En el nivel más inmediato hay aquí, desde luego, una clara muestra del lado ideológico de la teología (convencer a la feligresía de conformarse, de no cuestionar a la autoridad terrenal, de esperar la justicia en la otra vida, que no en ésta, etcétera), pero también hay, en el fondo, una sugerencia que no ha pasado desapercibida para muchos a lo largo de la historia: la del mal como un entrenamiento para un bien inimaginable.

En el cuento “Ningún lugar a dónde ir” (1971) de Norman Spinrad se da un diálogo entre dos cardenales católicos con puntos de vista opuestos. Uno de ellos afirma:

El mal es infinitamente sutil; ¿por qué no podría esconderse bajo la apariencia del supremo bien? Hay buenas razones para que el Demonio sea conocido como el Príncipe de las Mentiras. Creo que está usted sirviendo a Satán aunque crea sinceramente que está sirviendo a Dios. ¿Tiene usted alguna forma de saber que estoy equivocado?

El otro responde con una pregunta igualmente eficaz: “¿Tiene usted alguna forma de saber que yo no estoy en lo cierto? Si lo estoy, está usted intentando frenar a la voluntad de Dios, con lo que se aparta cada vez más de Su Gracia”. Al primero no queda sino una demostración “lógica” que resulta paradójica y hasta algo ridícula tratándose de los terrenos de la religión: “Ambos no podemos estar en lo cierto...”.
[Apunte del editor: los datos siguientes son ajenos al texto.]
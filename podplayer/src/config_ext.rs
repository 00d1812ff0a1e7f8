//! Extension pour lire les réglages du lecteur depuis podconfig
//!
//! ```rust,ignore
//! use podconfig::get_config;
//! use podplayer::PlayerConfigExt;
//!
//! let config = get_config();
//! let session = PlaybackSession::builder(factory, store)
//!     .config(config.session_config())
//!     .build()?;
//! ```

use std::time::Duration;

use podconfig::Config;

use crate::session::SessionConfig;
use crate::swipe::SwipeThresholds;

pub trait PlayerConfigExt {
    /// Réglages de la session (pas de saut, période du tick, persistance)
    fn session_config(&self) -> SessionConfig;

    /// Seuils des gestes de balayage
    fn swipe_thresholds(&self) -> SwipeThresholds;
}

impl PlayerConfigExt for Config {
    fn session_config(&self) -> SessionConfig {
        SessionConfig {
            skip_interval: self.get_skip_seconds() as f64,
            tick_interval: Duration::from_millis(self.get_tick_interval_ms().max(1)),
            persist_interval: Duration::from_millis(self.get_persist_interval_ms()),
        }
    }

    fn swipe_thresholds(&self) -> SwipeThresholds {
        SwipeThresholds {
            reveal: self.get_swipe_reveal_threshold(),
            delete: self.get_swipe_delete_threshold(),
            velocity: self.get_swipe_velocity_threshold(),
            commit_animation: Duration::from_millis(self.get_swipe_commit_animation_ms()),
        }
    }
}
/// Macro to generate getter/setter for u64 values with default
macro_rules! impl_u64_config {
    ($getter:ident, $setter:ident, $path:expr, $default:expr) => {
        pub fn $getter(&self) -> u64 {
            match self.get_value($path) {
                Ok(Value::Number(n)) if n.is_u64() => n.as_u64().unwrap_or($default),
                Ok(Value::String(s)) => s.trim().parse::<u64>().unwrap_or_else(|_| {
                    warn!(path = %$path.join("."), value = %s, "Invalid integer, using default");
                    $default
                }),
                Ok(_) | Err(_) => $default,
            }
        }

        pub fn $setter(&self, value: u64) -> Result<()> {
            self.set_value($path, Value::Number(Number::from(value)))
        }
    };
}

/// Macro to generate getter/setter for f64 values with default
macro_rules! impl_f64_config {
    ($getter:ident, $setter:ident, $path:expr, $default:expr) => {
        pub fn $getter(&self) -> f64 {
            match self.get_value($path) {
                Ok(Value::Number(n)) => n.as_f64().unwrap_or($default),
                Ok(Value::String(s)) => s.trim().parse::<f64>().unwrap_or_else(|_| {
                    warn!(path = %$path.join("."), value = %s, "Invalid number, using default");
                    $default
                }),
                Ok(_) | Err(_) => $default,
            }
        }

        pub fn $setter(&self, value: f64) -> Result<()> {
            self.set_value($path, Value::Number(Number::from(value)))
        }
    };
}

/// Macro to generate getter/setter for bool values with default
macro_rules! impl_bool_config {
    ($getter:ident, $setter:ident, $path:expr, $default:expr) => {
        pub fn $getter(&self) -> bool {
            match self.get_value($path) {
                Ok(Value::Bool(b)) => b,
                _ => $default,
            }
        }

        pub fn $setter(&self, value: bool) -> Result<()> {
            self.set_value($path, Value::Bool(value))
        }
    };
}

/// Configuration manager for PodMusic
///
/// This structure manages the application configuration, including:
/// - Loading configuration from YAML files
/// - Merging with default configuration
/// - Handling environment variable overrides
/// - Providing typed getters/setters for configuration values
#[derive(Debug)]
pub struct Config {
    config_dir: String,
    path: String,
    data: Mutex<Value>,
}
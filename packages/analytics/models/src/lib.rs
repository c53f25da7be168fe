#![cfg_attr(feature = "fail-on-warnings", deny(warnings))]
#![warn(clippy::all, clippy::pedantic, clippy::nursery, clippy::cargo)]
#![allow(clippy::multiple_crate_versions, clippy::cargo_common_metadata)]

//! Prediction records, patrol suggestions and aggregate query types.
//!
//! Prediction records and patrol suggestions come from an external model;
//! this workspace only filters and summarizes them. The query types here
//! describe the sort and filter options the aggregate query engine accepts
//! for hotspots, predictions and suggestions.

use chrono::{DateTime, NaiveDate, Utc};
use crime_risk_crime_models::RiskLevel;
use crime_risk_geography_models::GeoPoint;
use serde::{Deserialize, Serialize};
use strum_macros::{AsRefStr, Display, EnumString};

/// Lifecycle status of a prediction.
#[derive(
    Debug,
    Clone,
    Copy,
    Default,
    PartialEq,
    Eq,
    Hash,
    Serialize,
    Deserialize,
    Display,
    EnumString,
    AsRefStr,
)]
#[serde(rename_all = "lowercase")]
#[strum(serialize_all = "lowercase", ascii_case_insensitive)]
pub enum PredictionStatus {
    /// Currently valid.
    #[default]
    Active,
    /// Past its prediction window.
    Expired,
    /// Manually archived.
    Archived,
    /// Replaced by a newer prediction.
    Superseded,
}

/// Where a prediction applies.
#[derive(Debug, Clone, PartialEq, Serialize, Deserialize)]
#[serde(rename_all = "camelCase")]
pub struct PredictionLocation {
    /// Coordinate of the predicted area.
    #[serde(flatten)]
    pub point: GeoPoint,
    /// Human-readable area name.
    #[serde(default)]
    pub area_name: Option<String>,
}

/// One crime type a prediction expects.
#[derive(Debug, Clone, PartialEq, Serialize, Deserialize)]
#[serde(rename_all = "camelCase")]
pub struct PredictedCrimeType {
    /// Crime type label.
    pub crime_type: String,
    /// Probability in `[0, 1]`.
    pub probability: f64,
    /// Expected number of incidents.
    #[serde(default)]
    pub expected_incidents: u32,
}

/// A risk prediction supplied by an external model.
#[derive(Debug, Clone, PartialEq, Serialize, Deserialize)]
#[serde(rename_all = "camelCase")]
pub struct PredictionRecord {
    /// Unique prediction identifier.
    pub id: String,
    /// Predicted location.
    pub location: PredictionLocation,
    /// Risk score in `[0, 1]`.
    pub risk_score: f64,
    /// Expected crime types, in model order.
    #[serde(default)]
    pub predicted_crime_types: Vec<PredictedCrimeType>,
    /// When the prediction was generated.
    pub generated_at: DateTime<Utc>,
    /// Lifecycle status.
    #[serde(default)]
    pub status: PredictionStatus,
}

/// Summary statistics over a set of predictions.
#[derive(Debug, Clone, PartialEq, Serialize, Deserialize)]
#[serde(rename_all = "camelCase")]
pub struct PredictionStatistics {
    /// Number of predictions.
    pub total: u64,
    /// Mean risk score, rounded to two decimals.
    pub average_risk_score: f64,
    /// Predictions with a risk score of at least 0.7.
    pub high_risk_count: u64,
    /// Predictions with a risk score in `[0.4, 0.7)`.
    pub medium_risk_count: u64,
    /// Predictions with a risk score below 0.4.
    pub low_risk_count: u64,
    /// Crime type with the most expected incidents.
    pub most_common_crime_type: Option<String>,
    /// Area of the prediction with the greatest risk score.
    pub highest_risk_area: Option<String>,
}

impl PredictionStatistics {
    /// Statistics of an empty prediction set.
    #[must_use]
    pub const fn empty() -> Self {
        Self {
            total: 0,
            average_risk_score: 0.0,
            high_risk_count: 0,
            medium_risk_count: 0,
            low_risk_count: 0,
            most_common_crime_type: None,
            highest_risk_area: None,
        }
    }
}

/// Filters for prediction queries. Absent fields impose no constraint.
#[derive(Debug, Clone, Default, PartialEq, Serialize, Deserialize)]
#[serde(default, rename_all = "camelCase")]
pub struct PredictionFilter {
    /// Only predictions with this status.
    pub status: Option<PredictionStatus>,
    /// Only predictions with at least this risk score.
    pub min_risk_score: Option<f64>,
    /// Only predictions for this area (case-insensitive).
    pub area_name: Option<String>,
}

/// Review status of a patrol suggestion.
#[derive(
    Debug,
    Clone,
    Copy,
    Default,
    PartialEq,
    Eq,
    Hash,
    Serialize,
    Deserialize,
    Display,
    EnumString,
    AsRefStr,
)]
#[serde(rename_all = "lowercase")]
#[strum(serialize_all = "lowercase", ascii_case_insensitive)]
pub enum SuggestionStatus {
    /// Awaiting review.
    #[default]
    Pending,
    /// Accepted by a supervisor.
    Accepted,
    /// Rejected by a supervisor.
    Rejected,
    /// Accepted with changes.
    Modified,
    /// Carried out as part of a patrol plan.
    Implemented,
}

/// One area a patrol suggestion asks officers to cover.
#[derive(Debug, Clone, PartialEq, Serialize, Deserialize)]
#[serde(rename_all = "camelCase")]
pub struct PriorityZone {
    /// Human-readable zone name.
    pub zone_name: String,
    /// Center of the zone.
    pub location: GeoPoint,
    /// Risk level of the zone.
    pub risk_level: RiskLevel,
    /// Suggested patrol window, e.g. `"18:00-19:00"`.
    #[serde(default)]
    pub recommended_patrol_time: Option<String>,
    /// Number of officers suggested for the zone.
    #[serde(default)]
    pub suggested_officers: u32,
    /// Confidence in `[0, 1]`.
    pub confidence_score: f64,
}

/// A patrol plan suggested by an external model.
#[derive(Debug, Clone, PartialEq, Serialize, Deserialize)]
#[serde(rename_all = "camelCase")]
pub struct PatrolSuggestion {
    /// Unique suggestion identifier.
    pub id: String,
    /// When the suggestion was generated.
    pub generated_at: DateTime<Utc>,
    /// Day the patrol applies to.
    pub patrol_date: NaiveDate,
    /// Shift label, e.g. `"Evening"`.
    #[serde(default)]
    pub shift_period: Option<String>,
    /// Zones to cover, highest priority first.
    #[serde(default)]
    pub priority_zones: Vec<PriorityZone>,
    /// Overall confidence in `[0, 1]`.
    pub confidence_score: f64,
    /// Total officers recommended.
    #[serde(default)]
    pub recommended_officers: u32,
    /// Review status.
    #[serde(default)]
    pub status: SuggestionStatus,
}

/// Filters for patrol suggestion queries. Absent fields impose no
/// constraint.
#[derive(Debug, Clone, Default, PartialEq, Serialize, Deserialize)]
#[serde(default, rename_all = "camelCase")]
pub struct SuggestionFilter {
    /// Only suggestions for this patrol day.
    pub patrol_date: Option<NaiveDate>,
    /// Only suggestions for this shift (case-insensitive).
    pub shift_period: Option<String>,
    /// Only suggestions with this status.
    pub status: Option<SuggestionStatus>,
}

/// Review metrics over a set of patrol suggestions.
#[derive(Debug, Clone, PartialEq, Serialize, Deserialize)]
#[serde(rename_all = "camelCase")]
pub struct SuggestionMetrics {
    /// Number of suggestions.
    pub total: u64,
    /// Suggestions with status `accepted`.
    pub accepted: u64,
    /// Suggestions with status `rejected`.
    pub rejected: u64,
    /// Suggestions with status `implemented`.
    pub implemented: u64,
    /// Mean confidence score, `0` for an empty set.
    pub average_confidence_score: f64,
}

/// Field to sort hotspots by.
#[derive(
    Debug,
    Clone,
    Copy,
    PartialEq,
    Eq,
    Hash,
    Serialize,
    Deserialize,
    Display,
    EnumString,
    AsRefStr,
)]
#[serde(rename_all = "camelCase")]
#[strum(serialize_all = "kebab-case", ascii_case_insensitive)]
pub enum HotspotSortKey {
    /// By risk level rank.
    RiskLevel,
    /// By incidents per square kilometer.
    CrimeDensity,
    /// By most recent member incident.
    LastUpdated,
}

/// Sort options for hotspot queries.
#[derive(Debug, Clone, Copy, PartialEq, Eq, Serialize, Deserialize)]
#[serde(rename_all = "camelCase")]
pub struct HotspotSort {
    /// Field to sort by.
    pub key: HotspotSortKey,
    /// Ascending when `true`, descending otherwise.
    #[serde(default)]
    pub ascending: bool,
}

/// Filters for hotspot queries. All supplied filters are `AND`ed.
#[derive(Debug, Clone, Default, PartialEq, Serialize, Deserialize)]
#[serde(default, rename_all = "camelCase")]
pub struct HotspotFilter {
    /// Only hotspots at exactly this risk level.
    pub risk_level: Option<RiskLevel>,
    /// Only hotspots with at least this density (incidents per km²).
    pub min_density: Option<f64>,
    /// Only hotspots listing this crime type among their dominant types
    /// (case-insensitive).
    pub crime_type: Option<String>,
}

impl HotspotFilter {
    /// Returns `true` if no filter is set.
    #[must_use]
    pub const fn is_empty(&self) -> bool {
        self.risk_level.is_none() && self.min_density.is_none() && self.crime_type.is_none()
    }
}

#[cfg(test)]
mod tests {
    use super::*;

    #[test]
    fn prediction_record_deserializes_with_defaults() {
        let json = r#"{
            "id": "prediction_001",
            "location": {"latitude": 19.19, "longitude": 72.97, "areaName": "Thane West"},
            "riskScore": 0.82,
            "predictedCrimeTypes": [
                {"crimeType": "Theft", "probability": 0.6, "expectedIncidents": 3}
            ],
            "generatedAt": "2024-03-01T06:00:00Z"
        }"#;
        let record: PredictionRecord = serde_json::from_str(json).unwrap();
        assert_eq!(record.status, PredictionStatus::Active);
        assert_eq!(record.location.area_name.as_deref(), Some("Thane West"));
        assert!((record.location.point.latitude - 19.19).abs() < f64::EPSILON);
        assert_eq!(record.predicted_crime_types[0].expected_incidents, 3);
    }

    #[test]
    fn sort_key_parses_from_cli_and_json_forms() {
        assert_eq!(
            "risk-level".parse::<HotspotSortKey>().unwrap(),
            HotspotSortKey::RiskLevel
        );
        assert_eq!(
            "Crime-Density".parse::<HotspotSortKey>().unwrap(),
            HotspotSortKey::CrimeDensity
        );
        let json: HotspotSortKey = serde_json::from_str(r#""lastUpdated""#).unwrap();
        assert_eq!(json, HotspotSortKey::LastUpdated);
    }

    #[test]
    fn patrol_suggestion_deserializes_with_defaults() {
        let json = r#"{
            "id": "ai_suggestion_001",
            "generatedAt": "2023-07-16T20:30:00Z",
            "patrolDate": "2023-07-17",
            "priorityZones": [{
                "zoneName": "West Central Market Area",
                "location": {"latitude": 19.076, "longitude": 72.8777},
                "riskLevel": "High",
                "confidenceScore": 0.89
            }],
            "confidenceScore": 0.82
        }"#;
        let suggestion: PatrolSuggestion = serde_json::from_str(json).unwrap();
        assert_eq!(suggestion.status, SuggestionStatus::Pending);
        assert_eq!(suggestion.patrol_date.to_string(), "2023-07-17");
        assert_eq!(suggestion.priority_zones[0].risk_level, RiskLevel::High);
        assert!(suggestion.priority_zones[0].recommended_patrol_time.is_none());
        assert_eq!(
            "IMPLEMENTED".parse::<SuggestionStatus>().unwrap(),
            SuggestionStatus::Implemented
        );
    }

    #[test]
    fn empty_filter() {
        assert!(HotspotFilter::default().is_empty());
        let filter: HotspotFilter = serde_json::from_str(r#"{"riskLevel": "High"}"#).unwrap();
        assert_eq!(filter.risk_level, Some(RiskLevel::High));
        assert!(!filter.is_empty());
    }
}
Y entonces, a partir de esas palabras el segundo cardenal tiene una terrible y “abrumadora iluminación de las relaciones entre la Iglesia y Dios: ambos interlocutores no podían estar en lo cierto, pero no había ninguna razón para creer que ambos no estaban equivocados. Además de Dios y Satán, existía también el vacío”.
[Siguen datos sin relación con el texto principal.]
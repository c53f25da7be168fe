//! Reading incident and prediction batches from disk.

use std::io::Read;
use std::path::{Path, PathBuf};

use chrono::{DateTime, Utc};
use clap::ValueEnum;
use crime_risk_analytics_models::{PatrolSuggestion, PredictionRecord};
use crime_risk_crime_models::{IncidentRecord, Severity};
use crime_risk_geography_models::GeoPoint;
use serde::Deserialize;
use thiserror::Error;

/// Errors that can occur while reading an input file.
#[derive(Debug, Error)]
pub enum InputError {
    /// The file could not be read.
    #[error("Failed to read {}: {source}", .path.display())]
    Io {
        /// Path that was read.
        path: PathBuf,
        /// Underlying I/O error.
        source: std::io::Error,
    },

    /// JSON input did not match the expected shape.
    #[error("JSON error: {0}")]
    Json(#[from] serde_json::Error),

    /// CSV input could not be parsed.
    #[error("CSV error: {0}")]
    Csv(#[from] csv::Error),

    /// A CSV row parsed but holds an unusable value.
    #[error("Invalid row {row}: {message}")]
    InvalidRow {
        /// 1-based data row number (the header is row 0).
        row: usize,
        /// Description of what is wrong.
        message: String,
    },
}

/// On-disk format of an incident batch.
#[derive(Debug, Clone, Copy, PartialEq, Eq, ValueEnum)]
pub enum InputFormat {
    /// A JSON array of incident objects.
    Json,
    /// CSV with `id,latitude,longitude,crime_type,severity,occurred_at`.
    Csv,
}

impl InputFormat {
    /// Guesses the format from the file extension, defaulting to JSON.
    #[must_use]
    pub fn from_path(path: &Path) -> Self {
        match path.extension().and_then(|e| e.to_str()) {
            Some(ext) if ext.eq_ignore_ascii_case("csv") => Self::Csv,
            _ => Self::Json,
        }
    }
}

#[derive(Debug, Deserialize)]
struct CsvIncident {
    id: String,
    latitude: f64,
    longitude: f64,
    crime_type: String,
    severity: String,
    occurred_at: DateTime<Utc>,
}

fn read_file(path: &Path) -> Result<String, InputError> {
    std::fs::read_to_string(path).map_err(|source| InputError::Io {
        path: path.to_path_buf(),
        source,
    })
}

/// Reads incidents from `path`. When `format` is `None` it is inferred from
/// the extension.
///
/// # Errors
///
/// Returns [`InputError`] if the file cannot be read or parsed.
pub fn read_incidents(
    path: &Path,
    format: Option<InputFormat>,
) -> Result<Vec<IncidentRecord>, InputError> {
    let format = format.unwrap_or_else(|| InputFormat::from_path(path));
    let contents = read_file(path)?;

    let incidents = match format {
        InputFormat::Json => parse_incidents_json(&contents)?,
        InputFormat::Csv => parse_incidents_csv(contents.as_bytes())?,
    };

    log::info!(
        "Read {} incidents from {} ({format:?})",
        incidents.len(),
        path.display()
    );
    Ok(incidents)
}

/// Parses a JSON array of incidents.
///
/// # Errors
///
/// Returns [`InputError::Json`] if the text is not a valid incident array.
pub fn parse_incidents_json(json: &str) -> Result<Vec<IncidentRecord>, InputError> {
    Ok(serde_json::from_str(json)?)
}

/// Parses incidents from CSV with a header row. Severity names are matched
/// case-insensitively and timestamps must be RFC 3339.
///
/// # Errors
///
/// Returns [`InputError::Csv`] for malformed rows and
/// [`InputError::InvalidRow`] for unknown severities.
pub fn parse_incidents_csv(reader: impl Read) -> Result<Vec<IncidentRecord>, InputError> {
    let mut reader = csv::ReaderBuilder::new().trim(csv::Trim::All).from_reader(reader);

    let mut incidents = Vec::new();
    for (i, result) in reader.deserialize::<CsvIncident>().enumerate() {
        let row = result?;
        let severity =
            Severity::from_name(&row.severity).map_err(|e| InputError::InvalidRow {
                row: i + 1,
                message: e.to_string(),
            })?;

        incidents.push(IncidentRecord {
            id: row.id,
            location: GeoPoint {
                latitude: row.latitude,
                longitude: row.longitude,
            },
            crime_type: row.crime_type,
            severity,
            occurred_at: row.occurred_at,
        });
    }

    Ok(incidents)
}

/// Reads a JSON array of predictions from `path`.
///
/// # Errors
///
/// Returns [`InputError`] if the file cannot be read or parsed.
pub fn read_predictions(path: &Path) -> Result<Vec<PredictionRecord>, InputError> {
    let predictions: Vec<PredictionRecord> = serde_json::from_str(&read_file(path)?)?;
    log::info!(
        "Read {} predictions from {}",
        predictions.len(),
        path.display()
    );
    Ok(predictions)
}

/// Reads a JSON array of patrol suggestions from `path`.
///
/// # Errors
///
/// Returns [`InputError`] if the file cannot be read or parsed.
pub fn read_suggestions(path: &Path) -> Result<Vec<PatrolSuggestion>, InputError> {
    let suggestions: Vec<PatrolSuggestion> = serde_json::from_str(&read_file(path)?)?;
    log::info!(
        "Read {} patrol suggestions from {}",
        suggestions.len(),
        path.display()
    );
    Ok(suggestions)
}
Interesante re-colocación de los términos del problema, que es siempre, al parecer de modo inevitable, binario. La lucha de los opuestos (bien-mal, alto-bajo, divino-humano) implica, y a veces exige, que ambos polos no pueden prevalecer al mismo tiempo, pero a la vez oculta la idea correspondiente: que ambos pueden estar equivocados a la vez. Es la entrevisión de un inimaginable tercer interlocutor, de un “tercero en discordia” (o más bien, acaso, en concordia).
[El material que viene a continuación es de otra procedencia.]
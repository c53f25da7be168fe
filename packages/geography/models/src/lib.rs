#![cfg_attr(feature = "fail-on-warnings", deny(warnings))]
#![warn(clippy::all, clippy::pedantic, clippy::nursery, clippy::cargo)]
#![allow(clippy::multiple_crate_versions, clippy::cargo_common_metadata)]

//! Geographic coordinate and bounding box value types.
//!
//! These types are plain values shared by every other crate in the
//! workspace. Fields are public so records can be deserialized straight
//! from untrusted input; call [`GeoPoint::validate`] (or construct through
//! [`GeoPoint::new`]) before trusting a coordinate.

use serde::{Deserialize, Serialize};

/// A WGS84 coordinate in decimal degrees.
#[derive(Debug, Clone, Copy, PartialEq, Serialize, Deserialize)]
#[serde(rename_all = "camelCase")]
pub struct GeoPoint {
    /// Latitude in degrees, `[-90, 90]`.
    pub latitude: f64,
    /// Longitude in degrees, `[-180, 180]`.
    pub longitude: f64,
}

impl GeoPoint {
    /// Creates a validated coordinate.
    ///
    /// # Errors
    ///
    /// Returns [`InvalidCoordinateError`] if either component is non-finite
    /// or out of range.
    pub fn new(latitude: f64, longitude: f64) -> Result<Self, InvalidCoordinateError> {
        let point = Self {
            latitude,
            longitude,
        };
        point.validate()?;
        Ok(point)
    }

    /// Checks that both components are finite and within range.
    ///
    /// # Errors
    ///
    /// Returns [`InvalidCoordinateError`] describing the offending point.
    pub fn validate(&self) -> Result<(), InvalidCoordinateError> {
        if self.is_valid() {
            Ok(())
        } else {
            Err(InvalidCoordinateError {
                latitude: self.latitude,
                longitude: self.longitude,
            })
        }
    }

    /// Returns `true` if both components are finite and within range.
    #[must_use]
    pub fn is_valid(&self) -> bool {
        self.latitude.is_finite()
            && self.longitude.is_finite()
            && (-90.0..=90.0).contains(&self.latitude)
            && (-180.0..=180.0).contains(&self.longitude)
    }
}

impl std::fmt::Display for GeoPoint {
    fn fmt(&self, f: &mut std::fmt::Formatter<'_>) -> std::fmt::Result {
        write!(f, "({:.6}, {:.6})", self.latitude, self.longitude)
    }
}

/// Error returned when a coordinate is non-finite or out of range.
#[derive(Debug, Clone, Copy, PartialEq)]
pub struct InvalidCoordinateError {
    /// The latitude that was provided.
    pub latitude: f64,
    /// The longitude that was provided.
    pub longitude: f64,
}

impl std::fmt::Display for InvalidCoordinateError {
    fn fmt(&self, f: &mut std::fmt::Formatter<'_>) -> std::fmt::Result {
        write!(
            f,
            "invalid coordinate (latitude {}, longitude {}): expected finite latitude in \
             [-90, 90] and longitude in [-180, 180]",
            self.latitude, self.longitude
        )
    }
}

impl std::error::Error for InvalidCoordinateError {}

/// An axis-aligned box in degree space.
#[derive(Debug, Clone, Copy, PartialEq, Serialize, Deserialize)]
#[serde(rename_all = "camelCase")]
pub struct BoundingBox {
    /// Western longitude bound.
    pub west: f64,
    /// Southern latitude bound.
    pub south: f64,
    /// Eastern longitude bound.
    pub east: f64,
    /// Northern latitude bound.
    pub north: f64,
}

impl BoundingBox {
    /// The whole globe.
    pub const WORLD: Self = Self {
        west: -180.0,
        south: -90.0,
        east: 180.0,
        north: 90.0,
    };

    /// Returns the south-west corner as a point.
    #[must_use]
    pub const fn south_west(&self) -> GeoPoint {
        GeoPoint {
            latitude: self.south,
            longitude: self.west,
        }
    }

    /// Returns the north-east corner as a point.
    #[must_use]
    pub const fn north_east(&self) -> GeoPoint {
        GeoPoint {
            latitude: self.north,
            longitude: self.east,
        }
    }
}

#[cfg(test)]
mod tests {
    use super::*;

    #[test]
    fn accepts_range_limits() {
        assert!(GeoPoint::new(90.0, 180.0).is_ok());
        assert!(GeoPoint::new(-90.0, -180.0).is_ok());
        assert!(GeoPoint::new(19.2183, 72.9781).is_ok());
    }

    #[test]
    fn rejects_out_of_range_and_non_finite() {
        assert!(GeoPoint::new(90.0001, 0.0).is_err());
        assert!(GeoPoint::new(0.0, -180.5).is_err());
        assert!(GeoPoint::new(f64::NAN, 0.0).is_err());
        assert!(GeoPoint::new(0.0, f64::INFINITY).is_err());
    }

    #[test]
    fn error_reports_offending_values() {
        let err = GeoPoint::new(91.0, 10.0).unwrap_err();
        assert!((err.latitude - 91.0).abs() < f64::EPSILON);
        assert!(err.to_string().contains("latitude 91"));
    }

    #[test]
    fn deserializes_camel_case() {
        let point: GeoPoint =
            serde_json::from_str(r#"{"latitude": 19.5, "longitude": 72.25}"#).unwrap();
        assert!(point.is_valid());
        assert!((point.longitude - 72.25).abs() < f64::EPSILON);
    }
}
En toda esta discusión, es Tomás Segovia quien muestra que la aparente condena es el principio de una redención: “Qué paz la del que se persuadiese sin sombra de duda de que es un malvado total y está corrompido sin remedio. Lo terrible de la vida humana es que todos somos redimibles siempre”.

*

Bibliografía
Norman Spinrad: “No Direction Home” (1971), en No Direction Home, Pocket Books, Nueva York, 1975. [“Ningún lugar a dónde ir”, en Llorad por nuestro futuro, Acervo (col. Ciencia Ficción 28), Madrid, 1978; traducción de Domingo Santos y Sebastián Castro.]